So why haven’t I gone in the hospital yet? Is it a matter of pride? Do I think I can do this on my own and keep my head above water? No, for me there’s a lot to be considered before I go in. I’d like to give some basic information about psych wards and how they work, what they look like, the food, the clients and the questions that are asked while there. This with other information should help people understand what a psych ward is for and what to expect as well as why I haven’t rushed to put myself in one.
Going to the psych ward isn’t the same as it was years ago. You don’t go in for months on months, not usually anyway. Most of the time people don’t have to worry about being kept against their will for an undetermined amount of time. It’s not like that anymore because the laws are set up to prevent it and protect the rights of mental health clients. So how long will you be in there? Your time will more than likely be short. Even private hospitals are subject to insurance coverage so a person’s stay is limited. With my insurance I’d be there no longer than 7 days but more than likely 3 to 4.
When you show up to the hospital you’ll go through an interview. The person asks you if you’re suicidal. Do you have a plan, how long have you been feeling this way, do you have a therapist, etc. They get up and call the doctor to see if he’s willing to let you stay. Now, this is assuming there’s a bed for you to sleep in. In Indianapolis several psych wards have closed so the chances of finding a place to go are slim. So, assuming I can find a hospital with an available bed I’ll go in and do the first interview, get accepted and then head up stairs so three other people can ask me the same questions the first person asked.

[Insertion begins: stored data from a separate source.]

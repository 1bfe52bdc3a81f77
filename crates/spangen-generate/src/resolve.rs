use std::collections::BTreeSet;

use spangen_core::Table;

use crate::errors::GenerateError;
use crate::names::{Inflector, field_name, param_name, type_name};
use crate::packages::PackageRegistry;
use crate::types::{FieldType, resolve_column_type};

/// A column resolved to Go names and types.
#[derive(Debug, Clone, PartialEq, Eq)]
pub struct Field {
    /// Column name as declared in the schema.
    pub column_name: String,
    /// Exported Go field name.
    pub name: String,
    /// Parameter-style name used in function signatures.
    pub param_name: String,
    pub field_type: FieldType,
    /// Go type as written in the current unit.
    pub type_name: String,
    pub is_nullable: bool,
    pub ordinal_position: i16,
    pub is_primary_key: bool,
}

impl Field {
    /// Re-qualify the type in the unit owning `registry`.
    pub fn qualified(&self, registry: &mut PackageRegistry) -> Field {
        Field {
            type_name: self.field_type.type_name(registry),
            ..self.clone()
        }
    }
}

/// A table with all of its names and types resolved.
#[derive(Debug, Clone, PartialEq, Eq)]
pub struct ResolvedTable {
    pub table_name: String,
    /// Singular Go type name.
    pub type_name: String,
    /// Fields in ordinal order.
    pub fields: Vec<Field>,
    /// Primary key fields in key order.
    pub primary_keys: Vec<Field>,
    pub parent: Option<String>,
}

impl ResolvedTable {
    pub fn field_by_column(&self, column: &str) -> Option<&Field> {
        self.fields.iter().find(|field| field.column_name == column)
    }
}

/// Resolve the Go model of `table`.
pub fn resolve_table(table: &Table, inflector: &Inflector) -> Result<ResolvedTable, GenerateError> {
    let mut columns: Vec<_> = table.columns.iter().collect();
    columns.sort_by_key(|column| column.ordinal_position);

    let mut registry = PackageRegistry::new();
    let mut fields = Vec::with_capacity(columns.len());
    let mut names = BTreeSet::new();
    for column in columns {
        let field_type = resolve_column_type(&table.name, column)?;
        let name = field_name(&column.name);
        if !names.insert(name.clone()) {
            return Err(GenerateError::NameResolutionConflict {
                name,
                scope: table.name.clone(),
            });
        }
        fields.push(Field {
            column_name: column.name.clone(),
            param_name: param_name(&name),
            name,
            type_name: field_type.type_name(&mut registry),
            field_type,
            is_nullable: column.is_nullable,
            ordinal_position: column.ordinal_position,
            is_primary_key: table.primary_key.contains(&column.name),
        });
    }

    let primary_keys = table
        .primary_key
        .iter()
        .map(|column| {
            fields
                .iter()
                .find(|field| &field.column_name == column)
                .cloned()
                .ok_or_else(|| {
                    GenerateError::InvalidSchema(spangen_core::Error::InvalidSchema(format!(
                        "primary key column not found: {}.{}",
                        table.name, column
                    )))
                })
        })
        .collect::<Result<Vec<_>, _>>()?;

    Ok(ResolvedTable {
        table_name: table.name.clone(),
        type_name: type_name(&table.name, inflector),
        fields,
        primary_keys,
        parent: table.parent.clone(),
    })
}

#[cfg(test)]
mod tests {
    use super::*;
    use spangen_core::{Column, ColumnType};

    fn column(ordinal: i16, name: &str, data_type: &str, nullable: bool) -> Column {
        Column {
            ordinal_position: ordinal,
            name: name.to_string(),
            column_type: ColumnType::new(data_type),
            is_nullable: nullable,
            custom_type: None,
            comment: None,
        }
    }

    fn composite_table() -> Table {
        Table {
            name: "CompositePrimaryKeys".to_string(),
            columns: vec![
                column(2, "PKey1", "STRING(32)", false),
                column(1, "Id", "INT64", false),
                column(3, "PKey2", "INT64", false),
                column(4, "Error", "INT64", false),
            ],
            primary_key: vec!["PKey1".to_string(), "PKey2".to_string()],
            indexes: Vec::new(),
            foreign_keys: Vec::new(),
            parent: None,
        }
    }

    #[test]
    fn fields_follow_ordinal_order_and_keys_follow_key_order() {
        let resolved = resolve_table(&composite_table(), &Inflector::default()).unwrap();
        let names: Vec<_> = resolved.fields.iter().map(|f| f.name.as_str()).collect();
        assert_eq!(names, vec!["ID", "PKey1", "PKey2", "Error"]);

        let keys: Vec<_> = resolved
            .primary_keys
            .iter()
            .map(|f| f.param_name.as_str())
            .collect();
        assert_eq!(keys, vec!["pKey1", "pKey2"]);
        assert_eq!(resolved.type_name, "CompositePrimaryKey");
    }

    #[test]
    fn reserved_field_params_are_substituted() {
        let resolved = resolve_table(&composite_table(), &Inflector::default()).unwrap();
        let error = resolved.field_by_column("Error").unwrap();
        assert_eq!(error.name, "Error");
        assert_eq!(error.param_name, "e");
        assert!(!error.is_primary_key);
        assert!(resolved.field_by_column("PKey2").unwrap().is_primary_key);
    }

    #[test]
    fn unsupported_column_type_names_the_column() {
        let mut table = composite_table();
        table.columns.push(column(5, "Area", "GEOGRAPHY", false));
        let err = resolve_table(&table, &Inflector::default()).unwrap_err();
        assert!(matches!(
            err,
            GenerateError::UnsupportedType { ref column, .. } if column == "Area"
        ));
    }

    #[test]
    fn columns_mapping_to_one_field_name_conflict() {
        let mut table = composite_table();
        table.columns.push(column(5, "customer_id", "INT64", false));
        table.columns.push(column(6, "CustomerId", "STRING(36)", false));
        let err = resolve_table(&table, &Inflector::default()).unwrap_err();
        assert!(matches!(
            err,
            GenerateError::NameResolutionConflict { ref name, ref scope }
                if name == "CustomerID" && scope == "CompositePrimaryKeys"
        ));
    }
}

One might think workers should share information but there are several reasons why each person asks nearly the same thing. You should know its not because they doubt your story or are looking for inconsistent information. The repeat questions are not because of poor communication between staff members. There are actually cognitive reasons for being asked the same damn thing by 3 different people. Trust me, it’s not a conspiracy to figure out if you’re lying about your symptoms. It’s annoying but it’s not a conspiracy.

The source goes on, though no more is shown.